Collection entries ▸
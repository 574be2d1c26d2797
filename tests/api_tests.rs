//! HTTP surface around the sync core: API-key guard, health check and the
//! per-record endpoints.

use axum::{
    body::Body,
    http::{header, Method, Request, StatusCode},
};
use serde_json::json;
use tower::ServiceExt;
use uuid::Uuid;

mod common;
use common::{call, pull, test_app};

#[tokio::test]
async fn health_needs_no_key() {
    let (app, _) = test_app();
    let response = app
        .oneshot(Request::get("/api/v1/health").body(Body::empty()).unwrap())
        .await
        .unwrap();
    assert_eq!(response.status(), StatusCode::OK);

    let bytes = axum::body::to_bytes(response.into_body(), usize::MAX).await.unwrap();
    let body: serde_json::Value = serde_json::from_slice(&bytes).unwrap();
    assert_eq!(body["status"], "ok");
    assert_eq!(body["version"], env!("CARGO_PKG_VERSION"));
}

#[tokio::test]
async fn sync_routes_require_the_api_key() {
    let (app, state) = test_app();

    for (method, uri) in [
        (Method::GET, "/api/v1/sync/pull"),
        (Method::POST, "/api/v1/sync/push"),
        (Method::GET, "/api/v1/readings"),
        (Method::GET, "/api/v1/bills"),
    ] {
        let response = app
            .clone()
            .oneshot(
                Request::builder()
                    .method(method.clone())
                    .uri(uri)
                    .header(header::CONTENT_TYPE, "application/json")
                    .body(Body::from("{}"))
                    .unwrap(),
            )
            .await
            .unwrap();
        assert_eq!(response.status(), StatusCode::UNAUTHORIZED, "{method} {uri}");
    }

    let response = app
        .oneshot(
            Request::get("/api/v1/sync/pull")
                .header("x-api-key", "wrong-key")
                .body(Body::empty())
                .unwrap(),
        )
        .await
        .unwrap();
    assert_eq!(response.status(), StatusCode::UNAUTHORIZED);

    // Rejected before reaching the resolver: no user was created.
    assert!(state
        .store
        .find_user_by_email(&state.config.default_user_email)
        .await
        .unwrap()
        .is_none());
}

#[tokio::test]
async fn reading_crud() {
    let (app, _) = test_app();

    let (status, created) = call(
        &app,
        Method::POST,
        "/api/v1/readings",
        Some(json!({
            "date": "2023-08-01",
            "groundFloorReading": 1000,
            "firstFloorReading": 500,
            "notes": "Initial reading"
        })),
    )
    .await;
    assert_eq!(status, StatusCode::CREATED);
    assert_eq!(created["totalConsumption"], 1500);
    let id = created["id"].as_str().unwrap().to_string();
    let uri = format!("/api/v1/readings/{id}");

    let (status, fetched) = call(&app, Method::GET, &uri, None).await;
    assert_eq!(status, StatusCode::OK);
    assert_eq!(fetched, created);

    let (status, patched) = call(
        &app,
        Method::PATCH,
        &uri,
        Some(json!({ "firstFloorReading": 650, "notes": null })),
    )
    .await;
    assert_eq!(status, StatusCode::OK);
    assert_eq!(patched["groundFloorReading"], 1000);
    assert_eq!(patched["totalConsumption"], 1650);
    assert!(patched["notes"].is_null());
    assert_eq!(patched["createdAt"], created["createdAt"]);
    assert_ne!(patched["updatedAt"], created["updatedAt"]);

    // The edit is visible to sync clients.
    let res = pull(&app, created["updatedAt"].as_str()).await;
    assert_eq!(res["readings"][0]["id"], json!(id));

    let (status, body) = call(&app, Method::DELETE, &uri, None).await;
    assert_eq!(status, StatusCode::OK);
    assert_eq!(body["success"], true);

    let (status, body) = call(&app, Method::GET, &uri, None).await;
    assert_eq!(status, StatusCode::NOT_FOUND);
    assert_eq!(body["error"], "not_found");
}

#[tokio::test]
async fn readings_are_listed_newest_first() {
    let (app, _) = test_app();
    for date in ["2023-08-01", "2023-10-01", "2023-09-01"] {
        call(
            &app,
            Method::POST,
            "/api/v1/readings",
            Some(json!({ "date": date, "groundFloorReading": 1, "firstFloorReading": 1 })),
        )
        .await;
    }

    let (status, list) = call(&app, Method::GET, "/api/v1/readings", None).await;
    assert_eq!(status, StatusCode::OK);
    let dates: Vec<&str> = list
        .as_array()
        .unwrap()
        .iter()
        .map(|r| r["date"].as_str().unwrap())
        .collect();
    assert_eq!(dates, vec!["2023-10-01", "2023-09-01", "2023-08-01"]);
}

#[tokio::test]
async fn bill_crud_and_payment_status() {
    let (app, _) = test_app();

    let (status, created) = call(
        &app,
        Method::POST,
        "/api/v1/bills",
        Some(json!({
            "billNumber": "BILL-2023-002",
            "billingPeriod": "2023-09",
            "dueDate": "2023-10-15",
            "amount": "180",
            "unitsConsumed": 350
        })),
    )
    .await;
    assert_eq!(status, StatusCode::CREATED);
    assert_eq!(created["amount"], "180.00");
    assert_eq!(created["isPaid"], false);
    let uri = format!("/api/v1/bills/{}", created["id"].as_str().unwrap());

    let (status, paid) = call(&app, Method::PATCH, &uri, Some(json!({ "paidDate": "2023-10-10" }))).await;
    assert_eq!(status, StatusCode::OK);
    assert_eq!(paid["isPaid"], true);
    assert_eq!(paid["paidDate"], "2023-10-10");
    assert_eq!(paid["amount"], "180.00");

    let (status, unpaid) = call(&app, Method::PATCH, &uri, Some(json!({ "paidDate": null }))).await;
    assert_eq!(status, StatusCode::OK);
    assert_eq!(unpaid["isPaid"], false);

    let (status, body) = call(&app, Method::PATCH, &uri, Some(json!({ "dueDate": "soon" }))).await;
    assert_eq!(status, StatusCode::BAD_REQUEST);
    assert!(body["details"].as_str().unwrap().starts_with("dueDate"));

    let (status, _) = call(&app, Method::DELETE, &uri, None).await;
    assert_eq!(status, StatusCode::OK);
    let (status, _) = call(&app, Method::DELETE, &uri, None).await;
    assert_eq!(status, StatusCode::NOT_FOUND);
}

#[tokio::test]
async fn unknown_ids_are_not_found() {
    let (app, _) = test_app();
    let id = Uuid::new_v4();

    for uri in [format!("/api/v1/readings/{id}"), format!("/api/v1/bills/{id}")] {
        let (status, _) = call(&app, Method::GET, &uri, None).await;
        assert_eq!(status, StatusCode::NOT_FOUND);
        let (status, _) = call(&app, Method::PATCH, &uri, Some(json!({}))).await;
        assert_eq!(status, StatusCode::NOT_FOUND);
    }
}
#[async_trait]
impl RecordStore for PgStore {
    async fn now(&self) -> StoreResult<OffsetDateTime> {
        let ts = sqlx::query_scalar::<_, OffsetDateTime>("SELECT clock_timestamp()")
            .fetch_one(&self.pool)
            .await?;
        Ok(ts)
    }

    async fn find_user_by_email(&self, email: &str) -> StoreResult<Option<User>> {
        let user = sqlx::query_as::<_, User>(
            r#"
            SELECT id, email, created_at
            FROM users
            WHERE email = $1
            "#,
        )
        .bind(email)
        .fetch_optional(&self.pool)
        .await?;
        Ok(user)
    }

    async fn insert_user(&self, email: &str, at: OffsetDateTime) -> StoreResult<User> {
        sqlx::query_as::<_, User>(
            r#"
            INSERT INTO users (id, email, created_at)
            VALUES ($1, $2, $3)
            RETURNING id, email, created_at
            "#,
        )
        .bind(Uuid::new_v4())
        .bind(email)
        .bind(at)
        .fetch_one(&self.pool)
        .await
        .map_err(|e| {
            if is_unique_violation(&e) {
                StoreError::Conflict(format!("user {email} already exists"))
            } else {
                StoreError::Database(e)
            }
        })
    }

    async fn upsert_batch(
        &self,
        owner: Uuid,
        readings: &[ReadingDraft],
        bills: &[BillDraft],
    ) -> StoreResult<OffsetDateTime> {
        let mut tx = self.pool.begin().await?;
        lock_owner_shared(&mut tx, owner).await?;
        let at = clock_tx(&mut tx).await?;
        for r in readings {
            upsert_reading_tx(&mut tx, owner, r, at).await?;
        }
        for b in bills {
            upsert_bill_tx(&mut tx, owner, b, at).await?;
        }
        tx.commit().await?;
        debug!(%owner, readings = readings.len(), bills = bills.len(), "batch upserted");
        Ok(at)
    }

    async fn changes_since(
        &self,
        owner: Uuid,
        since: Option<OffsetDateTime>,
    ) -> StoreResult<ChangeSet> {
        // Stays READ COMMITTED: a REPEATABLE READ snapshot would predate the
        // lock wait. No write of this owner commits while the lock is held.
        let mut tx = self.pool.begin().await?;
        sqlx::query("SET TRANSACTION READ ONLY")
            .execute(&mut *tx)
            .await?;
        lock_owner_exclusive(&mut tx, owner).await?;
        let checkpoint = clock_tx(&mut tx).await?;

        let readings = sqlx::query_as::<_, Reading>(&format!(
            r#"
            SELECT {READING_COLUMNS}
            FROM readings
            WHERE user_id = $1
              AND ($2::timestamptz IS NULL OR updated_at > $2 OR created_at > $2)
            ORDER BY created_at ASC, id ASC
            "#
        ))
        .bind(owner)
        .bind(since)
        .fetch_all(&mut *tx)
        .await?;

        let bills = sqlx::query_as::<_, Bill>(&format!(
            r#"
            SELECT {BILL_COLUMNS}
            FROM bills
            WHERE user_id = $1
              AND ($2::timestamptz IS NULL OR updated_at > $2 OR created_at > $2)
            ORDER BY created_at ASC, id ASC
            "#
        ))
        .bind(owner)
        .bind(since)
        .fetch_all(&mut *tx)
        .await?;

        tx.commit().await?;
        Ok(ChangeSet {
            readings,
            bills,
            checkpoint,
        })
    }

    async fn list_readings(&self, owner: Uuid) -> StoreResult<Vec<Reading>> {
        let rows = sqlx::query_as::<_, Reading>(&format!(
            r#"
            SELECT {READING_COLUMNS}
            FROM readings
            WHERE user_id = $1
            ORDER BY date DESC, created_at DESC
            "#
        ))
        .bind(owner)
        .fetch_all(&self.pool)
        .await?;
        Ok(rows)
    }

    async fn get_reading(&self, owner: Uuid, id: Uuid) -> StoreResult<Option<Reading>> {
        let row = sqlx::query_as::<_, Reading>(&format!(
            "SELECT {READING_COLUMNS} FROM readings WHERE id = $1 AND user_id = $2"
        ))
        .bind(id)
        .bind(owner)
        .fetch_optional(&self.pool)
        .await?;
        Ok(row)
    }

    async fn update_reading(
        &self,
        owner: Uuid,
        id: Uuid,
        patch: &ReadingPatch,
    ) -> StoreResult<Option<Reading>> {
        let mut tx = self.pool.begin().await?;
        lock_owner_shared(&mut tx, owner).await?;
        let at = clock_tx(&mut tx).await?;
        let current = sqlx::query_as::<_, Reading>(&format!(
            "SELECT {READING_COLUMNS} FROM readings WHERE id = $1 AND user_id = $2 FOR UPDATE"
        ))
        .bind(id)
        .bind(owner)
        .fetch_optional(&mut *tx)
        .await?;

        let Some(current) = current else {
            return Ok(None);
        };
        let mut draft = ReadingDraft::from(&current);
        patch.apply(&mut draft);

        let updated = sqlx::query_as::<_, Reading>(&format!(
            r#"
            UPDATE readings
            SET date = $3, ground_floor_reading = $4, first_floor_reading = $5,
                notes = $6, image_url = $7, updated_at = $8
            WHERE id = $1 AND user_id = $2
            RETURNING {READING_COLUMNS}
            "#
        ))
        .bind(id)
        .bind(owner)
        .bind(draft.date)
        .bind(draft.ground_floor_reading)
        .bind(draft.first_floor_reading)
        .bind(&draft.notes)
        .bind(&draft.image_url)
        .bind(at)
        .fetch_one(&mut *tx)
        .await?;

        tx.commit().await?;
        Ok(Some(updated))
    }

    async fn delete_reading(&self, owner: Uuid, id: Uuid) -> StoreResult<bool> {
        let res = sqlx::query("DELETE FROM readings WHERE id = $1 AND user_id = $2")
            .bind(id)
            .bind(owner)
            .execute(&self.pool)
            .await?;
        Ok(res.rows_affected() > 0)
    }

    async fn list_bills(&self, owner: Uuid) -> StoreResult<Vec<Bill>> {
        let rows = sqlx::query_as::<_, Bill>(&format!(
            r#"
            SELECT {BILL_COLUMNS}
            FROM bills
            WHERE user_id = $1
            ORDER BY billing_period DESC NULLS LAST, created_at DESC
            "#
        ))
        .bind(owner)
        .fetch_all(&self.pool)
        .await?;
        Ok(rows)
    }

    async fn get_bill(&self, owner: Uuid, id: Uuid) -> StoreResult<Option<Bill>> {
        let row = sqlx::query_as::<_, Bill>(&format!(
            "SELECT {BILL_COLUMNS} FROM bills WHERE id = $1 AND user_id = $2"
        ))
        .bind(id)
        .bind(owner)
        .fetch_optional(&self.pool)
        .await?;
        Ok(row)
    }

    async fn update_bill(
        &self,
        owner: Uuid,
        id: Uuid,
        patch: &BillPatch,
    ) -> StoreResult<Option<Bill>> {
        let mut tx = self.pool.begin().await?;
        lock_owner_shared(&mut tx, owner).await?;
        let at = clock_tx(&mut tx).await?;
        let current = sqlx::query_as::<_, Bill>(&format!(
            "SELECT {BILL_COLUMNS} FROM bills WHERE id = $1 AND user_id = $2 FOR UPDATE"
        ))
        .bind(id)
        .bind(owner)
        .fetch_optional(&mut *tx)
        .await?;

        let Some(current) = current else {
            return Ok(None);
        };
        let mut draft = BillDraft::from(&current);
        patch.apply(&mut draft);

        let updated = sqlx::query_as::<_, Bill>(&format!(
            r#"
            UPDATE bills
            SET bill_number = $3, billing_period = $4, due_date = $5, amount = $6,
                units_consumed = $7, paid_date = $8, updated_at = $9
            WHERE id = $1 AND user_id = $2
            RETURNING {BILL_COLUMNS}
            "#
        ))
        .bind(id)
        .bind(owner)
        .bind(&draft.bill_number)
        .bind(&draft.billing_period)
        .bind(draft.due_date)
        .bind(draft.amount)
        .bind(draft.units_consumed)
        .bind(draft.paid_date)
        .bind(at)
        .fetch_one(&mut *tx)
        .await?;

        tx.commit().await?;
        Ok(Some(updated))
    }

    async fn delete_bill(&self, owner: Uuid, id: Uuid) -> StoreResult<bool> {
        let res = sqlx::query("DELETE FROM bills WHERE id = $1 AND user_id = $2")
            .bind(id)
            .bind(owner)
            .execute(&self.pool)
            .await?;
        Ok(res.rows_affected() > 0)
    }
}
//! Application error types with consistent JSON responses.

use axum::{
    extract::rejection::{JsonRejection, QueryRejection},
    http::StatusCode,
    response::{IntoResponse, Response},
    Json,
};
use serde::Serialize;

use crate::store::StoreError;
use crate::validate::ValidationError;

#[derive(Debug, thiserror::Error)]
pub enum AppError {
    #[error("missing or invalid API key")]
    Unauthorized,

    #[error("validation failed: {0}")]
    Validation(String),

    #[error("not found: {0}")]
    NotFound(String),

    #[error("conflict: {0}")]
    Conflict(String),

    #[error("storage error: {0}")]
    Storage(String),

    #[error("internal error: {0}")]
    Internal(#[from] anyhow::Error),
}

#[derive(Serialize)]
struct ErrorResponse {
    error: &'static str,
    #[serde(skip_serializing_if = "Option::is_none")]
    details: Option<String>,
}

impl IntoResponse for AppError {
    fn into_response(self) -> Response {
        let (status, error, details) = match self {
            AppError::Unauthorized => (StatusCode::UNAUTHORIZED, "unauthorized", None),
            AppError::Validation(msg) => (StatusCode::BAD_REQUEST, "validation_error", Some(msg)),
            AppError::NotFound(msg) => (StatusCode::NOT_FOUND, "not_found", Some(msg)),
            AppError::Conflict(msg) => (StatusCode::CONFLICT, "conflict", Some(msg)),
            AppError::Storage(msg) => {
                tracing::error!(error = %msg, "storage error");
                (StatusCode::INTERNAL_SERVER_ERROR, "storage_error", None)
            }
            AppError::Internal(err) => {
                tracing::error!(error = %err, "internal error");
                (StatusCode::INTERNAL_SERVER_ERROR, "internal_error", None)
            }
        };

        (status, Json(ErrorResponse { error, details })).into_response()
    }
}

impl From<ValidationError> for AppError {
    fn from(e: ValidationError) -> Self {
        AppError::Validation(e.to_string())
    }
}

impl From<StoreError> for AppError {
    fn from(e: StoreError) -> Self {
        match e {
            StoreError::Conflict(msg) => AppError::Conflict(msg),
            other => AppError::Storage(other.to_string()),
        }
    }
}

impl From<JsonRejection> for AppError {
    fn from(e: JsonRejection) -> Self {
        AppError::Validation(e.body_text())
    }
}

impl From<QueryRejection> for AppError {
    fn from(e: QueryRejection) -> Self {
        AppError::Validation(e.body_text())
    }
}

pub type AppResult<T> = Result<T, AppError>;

Work task ▸ The expected result is a copy of each line in the records where "SELECT" appears.

Answer below ▸
        let ts = sqlx::query_scalar::<_, OffsetDateTime>("SELECT clock_timestamp()")
            SELECT id, email, created_at
            SELECT {READING_COLUMNS}
            SELECT {BILL_COLUMNS}
            SELECT {READING_COLUMNS}
            "SELECT {READING_COLUMNS} FROM readings WHERE id = $1 AND user_id = $2"
            "SELECT {READING_COLUMNS} FROM readings WHERE id = $1 AND user_id = $2 FOR UPDATE"
            SELECT {BILL_COLUMNS}
            "SELECT {BILL_COLUMNS} FROM bills WHERE id = $1 AND user_id = $2"
            "SELECT {BILL_COLUMNS} FROM bills WHERE id = $1 AND user_id = $2 FOR UPDATE"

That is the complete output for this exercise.